impl<N: DiscoveryRpc> Discovery<N> {
    /// Build the plugin around a fresh routing table for `self_id`.
    pub fn new(self_id: NodeId, network: N, config: DiscoveryConfig) -> Self {
        let routes = Arc::new(RoutingTable::new(self_id, config.bucket_size));
        let (cancel, _) = watch::channel(false);
        Self {
            config,
            routes,
            network: Arc::new(network),
            cancel,
        }
    }

    pub fn config(&self) -> &DiscoveryConfig {
        &self.config
    }

    pub fn routes(&self) -> &Arc<RoutingTable> {
        &self.routes
    }

    /// Cancellation receiver for tasks that outlive this handle, such as
    /// accept loops.
    pub fn cancellation(&self) -> watch::Receiver<bool> {
        self.cancel.subscribe()
    }

    /// Raise the cancellation signal. In-flight lookups abandon their
    /// outstanding requests and return their best current answer.
    pub fn shutdown(&self) {
        self.cancel.send_replace(true);
    }

    /// Dynamic-puzzle check for the higher-level handshake, at this
    /// plugin's configured difficulty.
    pub fn verify_dynamic_puzzle(&self, peer: &NodeId, nonce: &[u8]) -> bool {
        is_valid_dynamic(&peer.public_key, nonce, self.config.c2)
    }

    /// Fold a peer into the routing table, resolving a full bucket with a
    /// background liveness probe of the bucket's least-recently-seen
    /// occupant.
    pub fn update_routes(&self, peer: NodeId) {
        if let UpdateOutcome::Full(pending) = self.routes.update(peer) {
            let routes = self.routes.clone();
            let network = self.network.clone();
            let probe_timeout = self.config.lookup_timeout;
            tokio::spawn(async move {
                let alive =
                    tokio::time::timeout(probe_timeout, network.ping(pending.oldest()))
                        .await
                        .map(|r| r.is_ok())
                        .unwrap_or(false);
                routes.apply_eviction_probe(pending, alive);
            });
        }
    }

    /// Handle one decoded incoming message.
    ///
    /// Every accepted message refreshes the sender's routing table entry
    /// first; the returned reply, if any, is sent by the transport layer on
    /// the inbound connection. Senders failing admission are rejected
    /// before the table is touched.
    pub async fn on_receive(
        &self,
        sender: &NodeId,
        message: DiscoveryMessage,
    ) -> Result<Option<DiscoveryMessage>, DiscoveryError> {
        if self.config.enforce_skademlia_ids && !is_peer_valid(sender, self.config.c1) {
            return Err(DiscoveryError::InvalidPeer {
                peer: sender.clone(),
            });
        }
        self.update_routes(sender.clone());

        match message {
            DiscoveryMessage::Ping => {
                if self.config.disable_ping {
                    return Ok(None);
                }
                Ok(Some(DiscoveryMessage::Pong))
            }
            DiscoveryMessage::Pong => {
                if self.config.disable_pong {
                    return Ok(None);
                }
                let peers = self
                    .find_node(sender, self.config.bucket_size, self.config.alpha)
                    .await;
                for peer in peers {
                    self.update_routes(peer);
                }
                debug!(peers = ?self.routes.get_peer_addresses(), "bootstrapped w/ peer(s)");
                Ok(None)
            }
            DiscoveryMessage::LookupNodeRequest { target } => {
                if self.config.disable_lookup {
                    return Ok(None);
                }
                let peers = self
                    .routes
                    .find_closest_peers(&target, self.config.bucket_size);
                debug!(peers = ?self.routes.get_peer_addresses(), "answered node lookup");
                Ok(Some(DiscoveryMessage::LookupNodeResponse { peers }))
            }
            // Responses are consumed by the transport's request/response
            // correlation; one arriving here has no outstanding request.
            DiscoveryMessage::LookupNodeResponse { .. } => Ok(None),
        }
    }

    /// Drop a disconnected peer from the routing table.
    pub fn on_peer_disconnect(&self, peer: &NodeId) {
        if self.routes.peer_exists(peer) {
            self.routes.remove_peer(peer);
            debug!(
                address = %self.routes.self_id().address,
                peer_address = %peer.address,
                "peer has disconnected"
            );
        }
    }

    /// Join the network through known seed peers: ping each seed and pull
    /// its neighborhood into the routing table.
    pub async fn bootstrap(&self, seeds: &[NodeId]) {
        for seed in seeds {
            if seed.id == self.routes.self_id().id {
                continue;
            }
            self.update_routes(seed.clone());
            match self.network.ping(seed).await {
                Ok(()) => {
                    let peers = self
                        .find_node(seed, self.config.bucket_size, self.config.alpha)
                        .await;
                    for peer in peers {
                        self.update_routes(peer);
                    }
                }
                Err(error) => {
                    debug!(peer = %seed.address, %error, "bootstrap ping failed");
                }
            }
        }
        debug!(peers = ?self.routes.get_peer_addresses(), "bootstrapped w/ peer(s)");
    }

    /// Iterative FIND_NODE: converge on the `k` peers closest to `target`.
    ///
    /// Seeds a shortlist with the `alpha` table-closest peers, then runs
    /// rounds of at most `alpha` concurrent lookup requests against the
    /// closest unqueried candidates. Peers that error or exceed the lookup
    /// timeout are marked failed for this invocation only — they are
    /// excluded from the result but stay in the routing table. The loop
    /// ends when a round fails to improve the best known distance, every
    /// candidate has been queried, or the plugin is cancelled.
    pub async fn find_node(&self, target: &NodeId, k: usize, alpha: usize) -> Vec<NodeId> {
        let fan_out = alpha.max(1);
        let self_id = self.routes.self_id().id.clone();
        let mut cancelled = self.cancel.subscribe();

        let mut candidates = self.routes.find_closest_peers(target, fan_out);
        let mut seen: HashSet<Vec<u8>> = candidates.iter().map(|p| p.id.clone()).collect();
        seen.insert(self_id.clone());
        let mut queried: HashSet<Vec<u8>> = HashSet::new();
        let mut failed: HashSet<Vec<u8>> = HashSet::new();

        let mut best = best_distance(&candidates, target, &failed);

        'rounds: loop {
            if *cancelled.borrow() {
                break;
            }

            let mut unqueried: Vec<(Vec<u8>, NodeId)> = candidates
                .iter()
                .filter(|p| !queried.contains(&p.id))
                .filter_map(|p| {
                    hashing::xor(&target.id, &p.id)
                        .ok()
                        .map(|distance| (distance, p.clone()))
                })
                .collect();
            unqueried.sort_by(|a, b| a.0.cmp(&b.0).then_with(|| a.1.id.cmp(&b.1.id)));

            let round: Vec<NodeId> = unqueried
                .into_iter()
                .take(fan_out)
                .map(|(_, peer)| peer)
                .collect();
            if round.is_empty() {
                break;
            }

            let mut join_set = JoinSet::new();
            for peer in round {
                queried.insert(peer.id.clone());
                let network = self.network.clone();
                let target = target.clone();
                let request_timeout = self.config.lookup_timeout;
                join_set.spawn(async move {
                    let result = tokio::time::timeout(
                        request_timeout,
                        network.lookup_node(&peer, &target),
                    )
                    .await
                    .unwrap_or_else(|_| Err(anyhow!("lookup request timed out")));
                    (peer, result)
                });
            }

            loop {
                tokio::select! {
                    changed = cancelled.changed() => {
                        if changed.is_err() || *cancelled.borrow() {
                            join_set.abort_all();
                            break 'rounds;
                        }
                    }
                    joined = join_set.join_next() => {
                        let Some(joined) = joined else { break };
                        let Ok((peer, result)) = joined else { continue };
                        match result {
                            Ok(found) => {
                                for node in found {
                                    if node.id == self_id {
                                        continue;
                                    }
                                    if seen.insert(node.id.clone()) {
                                        candidates.push(node);
                                    }
                                }
                            }
                            Err(error) => {
                                debug!(peer = %peer.address, %error, "lookup request failed");
                                failed.insert(peer.id.clone());
                            }
                        }
                    }
                }
            }

            let round_best = best_distance(&candidates, target, &failed);
            let improved = match (&best, &round_best) {
                (Some(previous), Some(current)) => current < previous,
                (None, Some(_)) => true,
                _ => false,
            };
            if improved {
                best = round_best;
            } else {
                break;
            }
        }

        let mut keyed: Vec<(Vec<u8>, NodeId)> = candidates
            .into_iter()
            .filter(|p| !failed.contains(&p.id))
            .filter_map(|p| {
                hashing::xor(&target.id, &p.id)
                    .ok()
                    .map(|distance| (distance, p))
            })
            .collect();
        keyed.sort_by(|a, b| a.0.cmp(&b.0).then_with(|| a.1.id.cmp(&b.1.id)));
        keyed.truncate(k);
        let closest: Vec<NodeId> = keyed.into_iter().map(|(_, peer)| peer).collect();

        debug!(
            found = closest.len(),
            queried = queried.len(),
            failed = failed.len(),
            "iterative lookup completed"
        );
        closest
    }
}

Task goal:
Work out how many lines of the material include "hashing", then report only that count.

Exercise solution:
2